United Press correspondent Walter Cronkite flew into occupied Holland in a glider, crash landing to avoid enemy fire. Life photographer Robert Capa waded ashore at Omaha Beach on D-Day, snapping dramatic photos of the invasion as German bullets whizzed past him. But the dean of World War II correspondents was Scripps-Howard columnist Ernie Pyle, who ignored military strategy and the wisdom of generals' decisions, and concentrated instead on depicting the conflict through the eyes of ordinary American GIs.

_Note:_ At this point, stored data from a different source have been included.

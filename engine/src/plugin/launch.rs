// SPDX-License-Identifier: Apache-2.0

//! Stitches the descriptor pair, process watcher, session, and registration
//! handshake together into the starter a [`super::supervisor`] launch plan
//! retries, plus plugin-directory discovery.

use crate::error::{Error, ErrorKind};
use crate::plugin::descriptor::{self, MIN_INHERITABLE_FD};
use crate::plugin::handle::RuntimeHandle;
use crate::plugin::registration::{self, EngineParams};
use crate::plugin::session::Session;
use crate::plugin::watcher::Watcher;
use crate::registry::Registry;
use serde::Serialize;
use std::os::unix::fs::PermissionsExt;
use std::os::unix::process::CommandExt;
use std::path::{Path, PathBuf};
use std::sync::Arc;
use std::time::Duration;

/// The single environment variable an engine-launched plugin reads to
/// reconstitute its end of the multiplexed session.
pub const PLUGIN_LAUNCHED_BY_ENGINE_VAR: &str = "SECRETS_ENGINE_PLUGIN_LAUNCH";

#[derive(Serialize)]
struct LaunchEnv {
	name: String,
	timeout: u64,
	fd: i32,
}

/// Starts `path` as an engine-launched plugin: creates the descriptor pair,
/// spawns the child with the peer end inherited at fd 3 and the launch
/// environment variable set, wraps the engine-side end in a multiplexed
/// session, and drives registration under `registration_timeout`.
///
/// `engine_name`, if set, overrides whatever the plugin reports at
/// registration: for an engine-launched plugin, the engine's own launch
/// configuration is the authority on the plugin's name, not its self-report.
pub async fn start_engine_launched(
	path: &Path,
	engine_name: &str,
	registry: &Registry,
	params: &EngineParams,
	registration_timeout: Duration,
	shutdown_timeout: Duration,
) -> Result<Arc<RuntimeHandle>, Error> {
	let (engine_side, child_side) = descriptor::new_pair()?;

	let fd = child_side.into_inherited_fd();
	let payload = serde_json::to_string(&LaunchEnv {
		name: engine_name.to_owned(),
		timeout: registration_timeout.as_nanos() as u64,
		fd: MIN_INHERITABLE_FD,
	})
	.map_err(|e| Error::with_source(ErrorKind::Internal, "failed to encode launch environment", e))?;

	let mut cmd = tokio::process::Command::new(path);
	cmd.env(PLUGIN_LAUNCHED_BY_ENGINE_VAR, payload);
	cmd.kill_on_drop(true);

	// SAFETY: `dup2` and `close` are both async-signal-safe; this closure
	// runs in the child after fork, before exec, with no other threads.
	unsafe {
		cmd.pre_exec(move || {
			if libc::dup2(fd, MIN_INHERITABLE_FD) < 0 {
				return Err(std::io::Error::last_os_error());
			}
			if fd != MIN_INHERITABLE_FD {
				libc::close(fd);
			}
			Ok(())
		});
	}

	let child = cmd.spawn().map_err(|e| {
		Error::with_source(
			ErrorKind::IpcSetupFailed,
			format!("failed to spawn plugin binary '{}'", path.display()),
			e,
		)
	})?;

	// The parent's copy of the child-side descriptor was consumed by
	// `into_inherited_fd` and is closed here once the child has it (the
	// `dup2` above gave the child its own copy at fd 3).
	unsafe {
		libc::close(fd);
	}

	let watcher = Watcher::spawn(engine_name, child, shutdown_timeout);

	let (session, mut registration_channel) = match Session::new(engine_side.0) {
		Ok(pair) => pair,
		Err(e) => {
			watcher.kill().await;
			return Err(e);
		}
	};

	let name_override = Some(engine_name);
	let validated = tokio::time::timeout(
		registration_timeout,
		registration::accept(&mut registration_channel, name_override, registry, params),
	)
	.await
	.map_err(|_| {
		Error::new(
			ErrorKind::RegistrationTimeout,
			format!("plugin '{engine_name}' did not register within {registration_timeout:?}"),
		)
	});
	drop(registration_channel);

	// A failed or timed-out registration must not leak the child process
	// or its session: the supervisor is about to retry this launch plan,
	// and every watcher must be closed on every exit path.
	let validated = match validated {
		Ok(Ok(validated)) => validated,
		Ok(Err(e)) => {
			session.shutdown();
			watcher.kill().await;
			return Err(e);
		}
		Err(timeout_err) => {
			session.shutdown();
			watcher.kill().await;
			return Err(timeout_err);
		}
	};

	Ok(Arc::new(RuntimeHandle::new_engine_launched(
		validated.name,
		validated.version,
		validated.pattern,
		session,
		watcher,
	)))
}

/// Drives registration for a connection that just dialled the engine's
/// public socket and was hijacked onto a fresh multiplexed session. The
/// plugin's self-reported name is authoritative here: unlike an
/// engine-launched plugin, the engine has no prior opinion about who is
/// on the other end.
pub async fn start_externally_launched(
	stream: tokio::net::UnixStream,
	registry: &Registry,
	params: &EngineParams,
	registration_timeout: Duration,
) -> Result<Arc<RuntimeHandle>, Error> {
	let (session, mut registration_channel) = Session::new(stream)?;

	let validated = tokio::time::timeout(
		registration_timeout,
		registration::accept(&mut registration_channel, None, registry, params),
	)
	.await
	.map_err(|_| {
		Error::new(
			ErrorKind::RegistrationTimeout,
			format!("dialled-in plugin did not register within {registration_timeout:?}"),
		)
	});
	drop(registration_channel);

	let validated = match validated {
		Ok(Ok(validated)) => validated,
		Ok(Err(e)) => {
			session.shutdown();
			return Err(e);
		}
		Err(timeout_err) => {
			session.shutdown();
			return Err(timeout_err);
		}
	};

	Ok(Arc::new(RuntimeHandle::new_externally_launched(
		validated.name,
		validated.version,
		validated.pattern,
		session,
	)))
}

/// Builds the [`super::supervisor::LaunchPlan`] the supervisor retries for
/// one discovered (or configured) engine-launched plugin binary.
pub fn engine_launched_plan(
	path: PathBuf,
	engine_name: String,
	registry: Registry,
	params: EngineParams,
	registration_timeout: Duration,
	shutdown_timeout: Duration,
) -> super::supervisor::LaunchPlan {
	super::supervisor::LaunchPlan {
		kind: super::supervisor::LaunchKind::EngineLaunched,
		display_name: engine_name.clone(),
		starter: Box::new(move || {
			let path = path.clone();
			let engine_name = engine_name.clone();
			let registry = registry.clone();
			let params = params.clone();
			Box::pin(async move {
				start_engine_launched(
					&path,
					&engine_name,
					&registry,
					&params,
					registration_timeout,
					shutdown_timeout,
				)
				.await
			})
		}),
	}
}

/// Enumerates executable files directly inside `dir`: directories and
/// non-executable files are skipped. A missing directory is reported to
/// the caller as `None` so it can log a warning rather than fail engine
/// start-up.
pub fn discover_plugin_dir(dir: &Path) -> Option<Vec<PathBuf>> {
	let entries = match std::fs::read_dir(dir) {
		Ok(entries) => entries,
		Err(_) => return None,
	};

	let mut found = Vec::new();
	for entry in entries.flatten() {
		let path = entry.path();
		let Ok(metadata) = entry.metadata() else {
			continue;
		};
		if metadata.is_dir() {
			continue;
		}
		if metadata.permissions().mode() & 0o111 == 0 {
			continue;
		}
		found.push(path);
	}
	found.sort();
	Some(found)
}

#[cfg(test)]
mod tests {
	use super::*;

	#[test]
	fn missing_directory_is_none_not_error() {
		assert!(discover_plugin_dir(Path::new("/nonexistent/path/for/sure")).is_none());
	}

	#[test]
	fn non_executable_and_directory_entries_are_skipped() {
		let dir = tempfile::tempdir().unwrap();
		let exe = dir.path().join("plugin-exec");
		std::fs::write(&exe, b"#!/bin/sh\n").unwrap();
		std::fs::set_permissions(&exe, std::fs::Permissions::from_mode(0o755)).unwrap();

		let not_exe = dir.path().join("plugin-data");
		std::fs::write(&not_exe, b"not executable").unwrap();

		std::fs::create_dir(dir.path().join("subdir")).unwrap();

		let found = discover_plugin_dir(dir.path()).unwrap();
		assert_eq!(found, vec![exe]);
	}
}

One of his masterpieces was "The Death of Captain Waskow," in which he described a soldier paying his last respects to a well-liked young officer. "He sat there for five full minutes, holding the dead hand in his own and looking intently into the dead face, and he never uttered a sound all the time he sat there. And then finally he put the hand down, and then reached up and gently straightened the points of the captain's shirt collar, and then he sort of rearranged the tattered edges of his uniform around the wound. And then he got up and walked away down the road in the moonlight, all alone."
Other Pyle columns described GIs giving away their rations to starving children in North Africa, and his own nightmares and depression as he waited to embark on the D-Day invasion — maladies no doubt shared by many of the soldiers. Not surprisingly, Pyle was extremely popular both at home and in the war zone, and U.S. Gen. Omar Bradley once noted that "our soldiers always seemed to fight a little better when Ernie was around." After the war ended in Europe, Pyle tried to quit but ended up going back to the war in the Pacific, where he was killed by a Japanese sniper.